#### ACTIVITY
Only a number is wanted: how many lines of the entries include the string "Riya"?

#### SOURCE DATA
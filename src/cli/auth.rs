use crossterm::event::KeyCode;
use ratatui::{
    layout::{Alignment, Constraint, Layout, Rect},
    style::{Modifier, Style},
    text::{Line, Span},
    widgets::Paragraph,
    Frame,
};

use crate::tui::{
    centered, draw_button, draw_field, TextField, ERROR_STYLE, FOOTER_STYLE, HEADER_STYLE,
    STATUS_STYLE,
};

/// Which of the two sign-in views is showing.
#[derive(Debug, Clone, Copy, PartialEq, Eq)]
pub enum AuthMode {
    SignIn,
    SignUp,
}

#[derive(Debug, Clone, Copy, PartialEq, Eq)]
enum Field {
    Name,
    Email,
    Password,
    Submit,
    Switch,
}

const SIGN_IN_FIELDS: &[Field] = &[Field::Email, Field::Password, Field::Submit, Field::Switch];
const SIGN_UP_FIELDS: &[Field] = &[
    Field::Name,
    Field::Email,
    Field::Password,
    Field::Submit,
    Field::Switch,
];

pub enum AuthAction {
    Continue,
    /// Every required field is filled in; the caller signs the user in.
    Submit,
    /// Go to the other view (login <-> register).
    Switch,
    Quit,
}

/// Login and registration form.
pub struct AuthScreen {
    mode: AuthMode,
    name: TextField,
    email: TextField,
    password: TextField,
    active: usize,
    error: Option<String>,
    status: Option<String>,
}

impl AuthScreen {
    pub fn new(mode: AuthMode) -> Self {
        Self {
            mode,
            name: TextField::new(),
            email: TextField::new(),
            password: TextField::masked(),
            active: 0,
            error: None,
            status: None,
        }
    }

    pub fn mode(&self) -> AuthMode {
        self.mode
    }

    pub fn name(&self) -> &str {
        self.name.value().trim()
    }

    pub fn email(&self) -> &str {
        self.email.value().trim()
    }

    pub fn password(&self) -> &str {
        self.password.value()
    }

    pub fn set_status(&mut self, msg: String) {
        self.status = Some(msg);
    }

    fn fields(&self) -> &'static [Field] {
        match self.mode {
            AuthMode::SignIn => SIGN_IN_FIELDS,
            AuthMode::SignUp => SIGN_UP_FIELDS,
        }
    }

    fn active_field(&self) -> Field {
        let fields = self.fields();
        fields[self.active.min(fields.len() - 1)]
    }

    fn field_mut(&mut self, field: Field) -> Option<&mut TextField> {
        match field {
            Field::Name => Some(&mut self.name),
            Field::Email => Some(&mut self.email),
            Field::Password => Some(&mut self.password),
            Field::Submit | Field::Switch => None,
        }
    }

    /// Required-field check standing in for the browser's form validation.
    fn missing_input(&self) -> Option<&'static str> {
        if self.mode == AuthMode::SignUp && self.name.is_blank() {
            return Some("Please enter your full name.");
        }
        if self.email.is_blank() {
            return Some("Please enter your email.");
        }
        if !self.email().contains('@') {
            return Some("Please enter a valid email address.");
        }
        if self.password.value().is_empty() {
            return Some("Please enter your password.");
        }
        None
    }

    fn submit(&mut self) -> AuthAction {
        match self.missing_input() {
            Some(msg) => {
                self.error = Some(msg.to_string());
                AuthAction::Continue
            }
            None => AuthAction::Submit,
        }
    }

    pub fn handle_key(&mut self, code: KeyCode) -> AuthAction {
        self.status = None;
        let last = self.fields().len() - 1;
        match code {
            KeyCode::Esc => return AuthAction::Quit,
            KeyCode::Tab | KeyCode::Down => {
                self.active = (self.active + 1).min(last);
                return AuthAction::Continue;
            }
            KeyCode::BackTab | KeyCode::Up => {
                self.active = self.active.saturating_sub(1);
                return AuthAction::Continue;
            }
            KeyCode::Enter => {
                return match self.active_field() {
                    Field::Submit | Field::Password => self.submit(),
                    Field::Switch => AuthAction::Switch,
                    _ => {
                        self.active = (self.active + 1).min(last);
                        AuthAction::Continue
                    }
                };
            }
            _ => {}
        }

        let field = self.active_field();
        if let Some(input) = self.field_mut(field) {
            if input.handle_key(code) {
                self.error = None;
            }
        }
        AuthAction::Continue
    }

    pub fn draw(&self, frame: &mut Frame) {
        let area = frame.area();
        let (heading, blurb, cta, switch_text) = match self.mode {
            AuthMode::SignIn => (
                "Welcome back",
                "Enter your credentials to access your account",
                "Sign in",
                "Don't have an account? Sign up",
            ),
            AuthMode::SignUp => (
                "Create an account",
                "Enter your details to get started",
                "Sign up",
                "Already have an account? Sign in",
            ),
        };
        let field_rows = match self.mode {
            AuthMode::SignIn => 2,
            AuthMode::SignUp => 3,
        };

        let [_top, heading_area, blurb_area, _gap1, form_area, _gap2, button_area, switch_area, _gap3, message_area, hints_area, _bottom] =
            Layout::vertical([
                Constraint::Fill(1),
                Constraint::Length(1),
                Constraint::Length(1),
                Constraint::Length(1),
                Constraint::Length(field_rows),
                Constraint::Length(1),
                Constraint::Length(1),
                Constraint::Length(1),
                Constraint::Length(1),
                Constraint::Length(1),
                Constraint::Length(1),
                Constraint::Fill(1),
            ])
            .areas(area);

        frame.render_widget(
            Paragraph::new(Span::styled(heading, HEADER_STYLE)).alignment(Alignment::Center),
            heading_area,
        );
        frame.render_widget(
            Paragraph::new(Span::styled(blurb, FOOTER_STYLE)).alignment(Alignment::Center),
            blurb_area,
        );

        let form = centered(form_area, 50);
        let rows: Vec<Rect> = Layout::vertical(vec![Constraint::Length(1); field_rows as usize])
            .split(form)
            .to_vec();
        let active = self.active_field();
        let mut row = rows.iter();
        if self.mode == AuthMode::SignUp {
            if let Some(r) = row.next() {
                draw_field(frame, *r, "Full Name", &self.name, active == Field::Name);
            }
        }
        if let Some(r) = row.next() {
            draw_field(frame, *r, "Email", &self.email, active == Field::Email);
        }
        if let Some(r) = row.next() {
            draw_field(frame, *r, "Password", &self.password, active == Field::Password);
        }

        draw_button(frame, button_area, cta, active == Field::Submit, true);

        let switch_style = if active == Field::Switch {
            Style::default().add_modifier(Modifier::BOLD | Modifier::UNDERLINED)
        } else {
            FOOTER_STYLE
        };
        frame.render_widget(
            Paragraph::new(Line::from(Span::styled(switch_text, switch_style)))
                .alignment(Alignment::Center),
            switch_area,
        );

        if let Some(msg) = &self.error {
            frame.render_widget(
                Paragraph::new(Span::styled(msg.as_str(), ERROR_STYLE)).alignment(Alignment::Center),
                message_area,
            );
        } else if let Some(msg) = &self.status {
            frame.render_widget(
                Paragraph::new(Span::styled(msg.as_str(), STATUS_STYLE)).alignment(Alignment::Center),
                message_area,
            );
        }

        frame.render_widget(
            Paragraph::new(" Tab/\u{2191}\u{2193}=field  Enter=submit  Esc=quit")
                .style(FOOTER_STYLE)
                .alignment(Alignment::Center),
            hints_area,
        );
    }
}

#[cfg(test)]
mod tests {
    use super::*;

    fn type_text(screen: &mut AuthScreen, text: &str) {
        for c in text.chars() {
            screen.handle_key(KeyCode::Char(c));
        }
    }

    #[test]
    fn sign_in_walks_email_password_submit_switch() {
        let mut s = AuthScreen::new(AuthMode::SignIn);
        assert_eq!(s.active_field(), Field::Email);
        s.handle_key(KeyCode::Tab);
        assert_eq!(s.active_field(), Field::Password);
        s.handle_key(KeyCode::Tab);
        assert_eq!(s.active_field(), Field::Submit);
        s.handle_key(KeyCode::Tab);
        assert_eq!(s.active_field(), Field::Switch);
        s.handle_key(KeyCode::Tab);
        assert_eq!(s.active_field(), Field::Switch);
    }

    #[test]
    fn sign_up_starts_at_name() {
        let s = AuthScreen::new(AuthMode::SignUp);
        assert_eq!(s.active_field(), Field::Name);
    }

    #[test]
    fn empty_form_does_not_submit() {
        let mut s = AuthScreen::new(AuthMode::SignIn);
        s.active = 2;
        assert!(matches!(s.handle_key(KeyCode::Enter), AuthAction::Continue));
        assert!(s.error.is_some());
    }

    #[test]
    fn email_without_at_is_rejected() {
        let mut s = AuthScreen::new(AuthMode::SignIn);
        type_text(&mut s, "nobody");
        s.handle_key(KeyCode::Tab);
        type_text(&mut s, "pw");
        assert!(matches!(s.handle_key(KeyCode::Enter), AuthAction::Continue));
        assert_eq!(s.error.as_deref(), Some("Please enter a valid email address."));
    }

    #[test]
    fn filled_sign_in_submits_from_password_field() {
        let mut s = AuthScreen::new(AuthMode::SignIn);
        type_text(&mut s, "a@b.com");
        s.handle_key(KeyCode::Enter);
        type_text(&mut s, "x");
        assert!(matches!(s.handle_key(KeyCode::Enter), AuthAction::Submit));
        assert_eq!(s.email(), "a@b.com");
        assert_eq!(s.password(), "x");
    }

    #[test]
    fn sign_up_requires_name() {
        let mut s = AuthScreen::new(AuthMode::SignUp);
        s.active = 1;
        type_text(&mut s, "r@b.com");
        s.handle_key(KeyCode::Tab);
        type_text(&mut s, "pw");
        assert!(matches!(s.handle_key(KeyCode::Enter), AuthAction::Continue));
        assert_eq!(s.error.as_deref(), Some("Please enter your full name."));

        s.active = 0;
        type_text(&mut s, "Riya");
        assert!(s.error.is_none());
        s.active = 3;
        assert!(matches!(s.handle_key(KeyCode::Enter), AuthAction::Submit));
        assert_eq!(s.name(), "Riya");
    }

    #[test]
    fn enter_on_link_switches_view() {
        let mut s = AuthScreen::new(AuthMode::SignIn);
        s.active = 3;
        assert!(matches!(s.handle_key(KeyCode::Enter), AuthAction::Switch));
    }

    #[test]
    fn esc_quits() {
        let mut s = AuthScreen::new(AuthMode::SignUp);
        assert!(matches!(s.handle_key(KeyCode::Esc), AuthAction::Quit));
    }
}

#### TASK SOLUTION
2